* TASK TO COMPLETE: From the data, return each line holding the word "Real".
──────────────────────────────
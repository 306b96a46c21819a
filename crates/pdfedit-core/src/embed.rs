//! Objects the overlay draws with: standard fonts, the highlight graphics
//! state and image XObjects decoded from data URIs.

use std::collections::HashMap;
use std::io::{Cursor, Write};

use base64::{engine::general_purpose::STANDARD as BASE64, Engine};
use flate2::{write::ZlibEncoder, Compression};
use lopdf::{dictionary, Document, Object, ObjectId, Stream};

use crate::error::PdfEditError;

/// Fill opacity of highlight rectangles.
pub const HIGHLIGHT_OPACITY: f32 = 0.4;

/// Image formats the materializer can embed.
#[derive(Debug, Clone, Copy, PartialEq, Eq)]
pub enum ImageKind {
    Png,
    Jpeg,
}

impl ImageKind {
    /// Picks PNG when the data URI header mentions "png", JPEG otherwise.
    /// The image bytes themselves are not inspected.
    pub fn from_header(header: &str) -> Self {
        if header.contains("png") {
            ImageKind::Png
        } else {
            ImageKind::Jpeg
        }
    }
}

/// Split a data URI into its header and decoded payload.
pub fn decode_data_uri(src: &str) -> Result<(&str, Vec<u8>), PdfEditError> {
    let (header, payload) = src
        .split_once(',')
        .ok_or_else(|| PdfEditError::InvalidImage("Missing data URI payload".into()))?;
    let bytes = BASE64
        .decode(payload.trim())
        .map_err(|e| PdfEditError::InvalidImage(format!("Invalid base64: {}", e)))?;
    Ok((header, bytes))
}

/// An image XObject added to the document.
#[derive(Debug, Clone, Copy, PartialEq)]
pub struct EmbeddedImage {
    pub id: ObjectId,
    pub width: u32,
    pub height: u32,
}

/// Lazily created shared objects for one materialization.
#[derive(Debug, Default)]
pub struct OverlayResources {
    fonts: HashMap<&'static str, ObjectId>,
    highlight_state: Option<ObjectId>,
    image_count: usize,
}

impl OverlayResources {
    pub fn new() -> Self {
        Self::default()
    }

    /// Resource name used for a standard font, e.g. `OvFHelveticaBold`.
    pub fn font_name(base_font: &str) -> Vec<u8> {
        format!("OvF{}", base_font.replace('-', "")).into_bytes()
    }

    pub fn highlight_state_name() -> Vec<u8> {
        b"OvGS".to_vec()
    }

    /// Font object for a standard 14 font, created once per document.
    pub fn font(&mut self, doc: &mut Document, base_font: &'static str) -> ObjectId {
        *self.fonts.entry(base_font).or_insert_with(|| {
            doc.add_object(dictionary! {
                "Type" => "Font",
                "Subtype" => "Type1",
                "BaseFont" => base_font,
                "Encoding" => "WinAnsiEncoding",
            })
        })
    }

    pub fn highlight_state(&mut self, doc: &mut Document) -> ObjectId {
        *self.highlight_state.get_or_insert_with(|| {
            doc.add_object(dictionary! {
                "Type" => "ExtGState",
                "ca" => Object::Real(HIGHLIGHT_OPACITY),
                "CA" => Object::Real(HIGHLIGHT_OPACITY),
            })
        })
    }

    /// Decode and embed an image, returning it with a fresh resource name.
    pub fn image(
        &mut self,
        doc: &mut Document,
        src: &str,
    ) -> Result<(Vec<u8>, EmbeddedImage), PdfEditError> {
        let (header, bytes) = decode_data_uri(src)?;
        let embedded = match ImageKind::from_header(header) {
            ImageKind::Png => embed_png(doc, &bytes)?,
            ImageKind::Jpeg => embed_jpeg(doc, bytes)?,
        };
        self.image_count += 1;
        let name = format!("OvIm{}", self.image_count).into_bytes();
        Ok((name, embedded))
    }
}

fn flate(data: &[u8]) -> Result<Vec<u8>, PdfEditError> {
    let mut encoder = ZlibEncoder::new(Vec::new(), Compression::default());
    encoder
        .write_all(data)
        .and_then(|_| encoder.finish())
        .map_err(|e| PdfEditError::OperationError(format!("Compression failed: {}", e)))
}

fn image_stream(
    width: u32,
    height: u32,
    color_space: &'static str,
    data: Vec<u8>,
    filter: &'static str,
) -> Stream {
    let mut stream = Stream::new(
        dictionary! {
            "Type" => "XObject",
            "Subtype" => "Image",
            "Width" => i64::from(width),
            "Height" => i64::from(height),
            "ColorSpace" => color_space,
            "BitsPerComponent" => 8,
            "Filter" => filter,
        },
        data,
    );
    // Already encoded
    stream.allows_compression = false;
    stream
}

fn embed_png(doc: &mut Document, bytes: &[u8]) -> Result<EmbeddedImage, PdfEditError> {
    let invalid = |e: png::DecodingError| PdfEditError::InvalidImage(format!("PNG: {}", e));

    let mut decoder = png::Decoder::new(Cursor::new(bytes));
    decoder.set_transformations(png::Transformations::EXPAND | png::Transformations::STRIP_16);
    let mut reader = decoder.read_info().map_err(invalid)?;
    let mut buf = vec![0; reader.output_buffer_size()];
    let info = reader.next_frame(&mut buf).map_err(invalid)?;
    let pixels = &buf[..info.buffer_size()];

    let (color_space, color, alpha) = match info.color_type {
        png::ColorType::Grayscale => ("DeviceGray", pixels.to_vec(), None),
        png::ColorType::Rgb => ("DeviceRGB", pixels.to_vec(), None),
        png::ColorType::GrayscaleAlpha => {
            let (color, alpha) = split_alpha(pixels, 2);
            ("DeviceGray", color, Some(alpha))
        }
        png::ColorType::Rgba => {
            let (color, alpha) = split_alpha(pixels, 4);
            ("DeviceRGB", color, Some(alpha))
        }
        png::ColorType::Indexed => {
            return Err(PdfEditError::InvalidImage(
                "PNG palette was not expanded".into(),
            ))
        }
    };

    let mut stream = image_stream(
        info.width,
        info.height,
        color_space,
        flate(&color)?,
        "FlateDecode",
    );

    // Fully opaque alpha channels are dropped
    if let Some(alpha) = alpha.filter(|a| a.iter().any(|&v| v != u8::MAX)) {
        let mask = image_stream(
            info.width,
            info.height,
            "DeviceGray",
            flate(&alpha)?,
            "FlateDecode",
        );
        let mask_id = doc.add_object(mask);
        stream.dict.set("SMask", Object::Reference(mask_id));
    }

    Ok(EmbeddedImage {
        id: doc.add_object(stream),
        width: info.width,
        height: info.height,
    })
}

fn split_alpha(pixels: &[u8], channels: usize) -> (Vec<u8>, Vec<u8>) {
    let count = pixels.len() / channels;
    let mut color = Vec::with_capacity(count * (channels - 1));
    let mut alpha = Vec::with_capacity(count);
    for pixel in pixels.chunks_exact(channels) {
        color.extend_from_slice(&pixel[..channels - 1]);
        alpha.push(pixel[channels - 1]);
    }
    (color, alpha)
}

/// JPEG data is embedded as-is with DCTDecode; decoding only validates it
/// and reads the dimensions.
fn embed_jpeg(doc: &mut Document, bytes: Vec<u8>) -> Result<EmbeddedImage, PdfEditError> {
    let decoded = image::load_from_memory_with_format(&bytes, image::ImageFormat::Jpeg)
        .map_err(|e| PdfEditError::InvalidImage(format!("JPEG: {}", e)))?;
    let (width, height) = (decoded.width(), decoded.height());
    let color_space = match decoded.color() {
        image::ColorType::L8 | image::ColorType::L16 => "DeviceGray",
        _ => "DeviceRGB",
    };
    let stream = image_stream(width, height, color_space, bytes, "DCTDecode");
    Ok(EmbeddedImage {
        id: doc.add_object(stream),
        width,
        height,
    })
}

/// Encode text for a WinAnsiEncoding standard font.
///
/// Latin-1 maps directly; the handful of typographic characters WinAnsi
/// places in 0x80..0x9F are translated. Anything else becomes `?` and
/// control characters become spaces.
pub fn encode_win_ansi(text: &str) -> Vec<u8> {
    text.chars()
        .map(|c| match c {
            '\u{20AC}' => 0x80,
            '\u{201A}' => 0x82,
            '\u{0192}' => 0x83,
            '\u{201E}' => 0x84,
            '\u{2026}' => 0x85,
            '\u{2020}' => 0x86,
            '\u{2021}' => 0x87,
            '\u{02C6}' => 0x88,
            '\u{2030}' => 0x89,
            '\u{0160}' => 0x8A,
            '\u{2039}' => 0x8B,
            '\u{0152}' => 0x8C,
            '\u{017D}' => 0x8E,
            '\u{2018}' => 0x91,
            '\u{2019}' => 0x92,
            '\u{201C}' => 0x93,
            '\u{201D}' => 0x94,
            '\u{2022}' => 0x95,
            '\u{2013}' => 0x96,
            '\u{2014}' => 0x97,
            '\u{02DC}' => 0x98,
            '\u{2122}' => 0x99,
            '\u{0161}' => 0x9A,
            '\u{203A}' => 0x9B,
            '\u{0153}' => 0x9C,
            '\u{017E}' => 0x9E,
            '\u{0178}' => 0x9F,
            c if c.is_control() => b' ',
            c if (' '..='~').contains(&c) || ('\u{A0}'..='\u{FF}').contains(&c) => c as u8,
            _ => b'?',
        })
        .collect()
}
use thiserror::Error;

#[derive(Error, Debug)]
pub enum PdfEditError {
    #[error("Failed to parse PDF: {0}")]
    ParseError(String),

    #[error("Invalid page range: {0}")]
    InvalidRange(String),

    #[error("Invalid overlay payload: {0}")]
    InvalidPayload(String),

    #[error("Invalid image: {0}")]
    InvalidImage(String),

    #[error("PDF operation failed: {0}")]
    OperationError(String),
}
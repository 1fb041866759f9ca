use ui::App;

fn main() {
    yew::Renderer::<App>::new().render();
}
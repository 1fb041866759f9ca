use std::rc::Rc;

use payloads::APIClient;
use yew::prelude::*;

/// Shared handle to the injected API client.
///
/// Wraps the client in `Rc` with pointer-equality `PartialEq` so it can
/// travel through props and hook dependencies even though the client
/// itself is not comparable.
#[derive(Clone)]
pub struct ApiHandle {
    client: Rc<APIClient>,
}

impl ApiHandle {
    pub fn new(client: APIClient) -> Self {
        Self {
            client: Rc::new(client),
        }
    }

    pub fn client(&self) -> &APIClient {
        &self.client
    }
}

impl PartialEq for ApiHandle {
    fn eq(&self, other: &Self) -> bool {
        Rc::ptr_eq(&self.client, &other.client)
    }
}

#[derive(Properties, PartialEq)]
pub struct ApiProviderProps {
    /// Client to inject; when absent the app-level default is built once.
    #[prop_or_default]
    pub client: Option<ApiHandle>,
    pub children: Children,
}

#[function_component]
pub fn ApiProvider(props: &ApiProviderProps) -> Html {
    let fallback =
        use_memo((), |_| ApiHandle::new(crate::default_api_client()));
    let handle = props
        .client
        .clone()
        .unwrap_or_else(|| (*fallback).clone());

    html! {
        <ContextProvider<ApiHandle> context={handle}>
            {props.children.clone()}
        </ContextProvider<ApiHandle>>
    }
}

/// Resolve the injected API client.
#[hook]
pub fn use_api() -> ApiHandle {
    use_context::<ApiHandle>()
        .expect("use_api must be used within an ApiProvider")
}
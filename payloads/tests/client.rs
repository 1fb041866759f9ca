//! Integration tests for the movie-listing client, driven against a local
//! mock server.

use payloads::requests::ListingQuery;
use payloads::{APIClient, ClientError};
use reqwest::StatusCode;
use serde_json::json;
use wiremock::matchers::{method, path, query_param};
use wiremock::{Mock, MockServer, ResponseTemplate};

fn client_for(address: String) -> APIClient {
    APIClient {
        address,
        inner_client: reqwest::Client::new(),
    }
}

fn can_bind_localhost() -> bool {
    std::net::TcpListener::bind("127.0.0.1:0").is_ok()
}

#[tokio::test]
async fn list_movies_decodes_status() {
    if !can_bind_localhost() {
        eprintln!("Skipping: cannot bind localhost TCP port in this environment.");
        return;
    }
    let server = MockServer::start().await;

    Mock::given(method("GET"))
        .and(path("/api/v2/list_movies.json"))
        .respond_with(ResponseTemplate::new(200).set_body_json(json!({
            "status": "ok",
            "status_message": "Query was successful.",
            "data": { "movie_count": 1, "limit": 20, "movies": [] }
        })))
        .expect(1)
        .mount(&server)
        .await;

    let client = client_for(server.uri());
    let listing = client.list_movies(&ListingQuery::default()).await.unwrap();

    assert_eq!(listing.status, "ok");
}

#[tokio::test]
async fn list_movies_sends_query_options() {
    if !can_bind_localhost() {
        eprintln!("Skipping: cannot bind localhost TCP port in this environment.");
        return;
    }
    let server = MockServer::start().await;

    Mock::given(method("GET"))
        .and(path("/api/v2/list_movies.json"))
        .and(query_param("limit", "5"))
        .and(query_param("page", "2"))
        .respond_with(
            ResponseTemplate::new(200).set_body_json(json!({ "status": "ok" })),
        )
        .expect(1)
        .mount(&server)
        .await;

    let client = client_for(server.uri());
    let query = ListingQuery {
        limit: Some(5),
        page: Some(2),
    };
    let listing = client.list_movies(&query).await.unwrap();

    assert_eq!(listing.status, "ok");
}

#[tokio::test]
async fn each_call_issues_one_request() {
    if !can_bind_localhost() {
        eprintln!("Skipping: cannot bind localhost TCP port in this environment.");
        return;
    }
    let server = MockServer::start().await;

    Mock::given(method("GET"))
        .and(path("/api/v2/list_movies.json"))
        .respond_with(
            ResponseTemplate::new(200).set_body_json(json!({ "status": "ok" })),
        )
        .expect(2)
        .mount(&server)
        .await;

    let client = client_for(server.uri());
    client.list_movies(&ListingQuery::default()).await.unwrap();
    client.list_movies(&ListingQuery::default()).await.unwrap();
    // expect(2) is verified when the server drops.
}

#[tokio::test]
async fn non_success_status_surfaces_response_text() {
    if !can_bind_localhost() {
        eprintln!("Skipping: cannot bind localhost TCP port in this environment.");
        return;
    }
    let server = MockServer::start().await;

    Mock::given(method("GET"))
        .and(path("/api/v2/list_movies.json"))
        .respond_with(ResponseTemplate::new(500).set_body_string("server exploded"))
        .mount(&server)
        .await;

    let client = client_for(server.uri());
    let err = client
        .list_movies(&ListingQuery::default())
        .await
        .unwrap_err();

    match err {
        ClientError::APIError(status, body) => {
            assert_eq!(status, StatusCode::INTERNAL_SERVER_ERROR);
            assert_eq!(body, "server exploded");
        }
        other => panic!("expected APIError, got {other:?}"),
    }
}

#[tokio::test]
async fn undecodable_body_is_a_network_error() {
    if !can_bind_localhost() {
        eprintln!("Skipping: cannot bind localhost TCP port in this environment.");
        return;
    }
    let server = MockServer::start().await;

    Mock::given(method("GET"))
        .and(path("/api/v2/list_movies.json"))
        .respond_with(ResponseTemplate::new(200).set_body_string("not json"))
        .mount(&server)
        .await;

    let client = client_for(server.uri());
    let err = client
        .list_movies(&ListingQuery::default())
        .await
        .unwrap_err();

    assert!(matches!(err, ClientError::Network(_)));
}

#[tokio::test]
async fn unexpected_shape_is_accepted_without_validation() {
    if !can_bind_localhost() {
        eprintln!("Skipping: cannot bind localhost TCP port in this environment.");
        return;
    }
    let server = MockServer::start().await;

    // No `status` field at all; the client still decodes it.
    Mock::given(method("GET"))
        .and(path("/api/v2/list_movies.json"))
        .respond_with(
            ResponseTemplate::new(200).set_body_json(json!({ "movies": [] })),
        )
        .mount(&server)
        .await;

    let client = client_for(server.uri());
    let listing = client.list_movies(&ListingQuery::default()).await.unwrap();

    assert_eq!(listing.status, "");
}

#[tokio::test]
async fn connection_failure_surfaces_network_error() {
    if !can_bind_localhost() {
        eprintln!("Skipping: cannot bind localhost TCP port in this environment.");
        return;
    }
    // Grab an address, then shut the server down so the port is closed.
    let (uri, address) = {
        let server = MockServer::start().await;
        (server.uri(), *server.address())
    };

    // An interposed network can keep answering on the freed port, turning
    // the refused connection into a proxied HTTP response.
    if std::net::TcpStream::connect(address).is_ok() {
        eprintln!("Skipping: freed localhost port still answers in this environment.");
        return;
    }

    let client = client_for(uri);
    let err = client
        .list_movies(&ListingQuery::default())
        .await
        .unwrap_err();

    assert!(matches!(err, ClientError::Network(_)));
}
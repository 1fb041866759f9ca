pub mod movies;

pub use movies::MoviesPage;
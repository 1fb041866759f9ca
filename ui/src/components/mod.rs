pub mod listing_status;

pub use listing_status::ListingStatus;
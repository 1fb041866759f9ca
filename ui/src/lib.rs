use payloads::APIClient;
use yew::prelude::*;
use yew_router::prelude::*;

use crate::contexts::ApiProvider;
use crate::pages::MoviesPage;

pub mod components;
pub mod contexts;
pub mod hooks;
mod logs;
pub mod pages;

/// Default address of the public movie-listing API.
const DEFAULT_API_ADDRESS: &str = "https://yts.mx";

// App-level API client - configurable via environment at build time
pub fn default_api_client() -> APIClient {
    let address = option_env!("LISTING_API_URL")
        .map(|url| url.to_string())
        .unwrap_or_else(|| DEFAULT_API_ADDRESS.to_string());

    APIClient {
        address,
        inner_client: reqwest::Client::new(),
    }
}

#[function_component]
pub fn App() -> Html {
    logs::init_logging();
    html! {
        <BrowserRouter>
            <ApiProvider>
                <div class="min-h-screen bg-white dark:bg-gray-900 text-gray-900 dark:text-gray-100 transition-colors">
                    <Switch<Route> render={switch} />
                </div>
            </ApiProvider>
        </BrowserRouter>
    }
}

#[derive(Clone, Routable, PartialEq)]
enum Route {
    #[at("/")]
    Home,
    #[not_found]
    #[at("/404")]
    NotFound,
}

fn switch(routes: Route) -> Html {
    match routes {
        Route::Home => html! {
            <main class="max-w-7xl mx-auto px-4 sm:px-6 lg:px-8 py-8">
                <MoviesPage />
            </main>
        },
        Route::NotFound => html! {
            <main class="max-w-7xl mx-auto px-4 sm:px-6 lg:px-8 py-8">
                <div class="text-center">
                    <h1 class="text-4xl font-bold text-gray-900 dark:text-white">{"404"}</h1>
                    <p class="text-gray-600 dark:text-gray-300">{"Page not found"}</p>
                </div>
            </main>
        },
    }
}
──────────────────────────────
* TASK RESPONSE:
                "ca" => Object::Real(HIGHLIGHT_OPACITY),
                "CA" => Object::Real(HIGHLIGHT_OPACITY),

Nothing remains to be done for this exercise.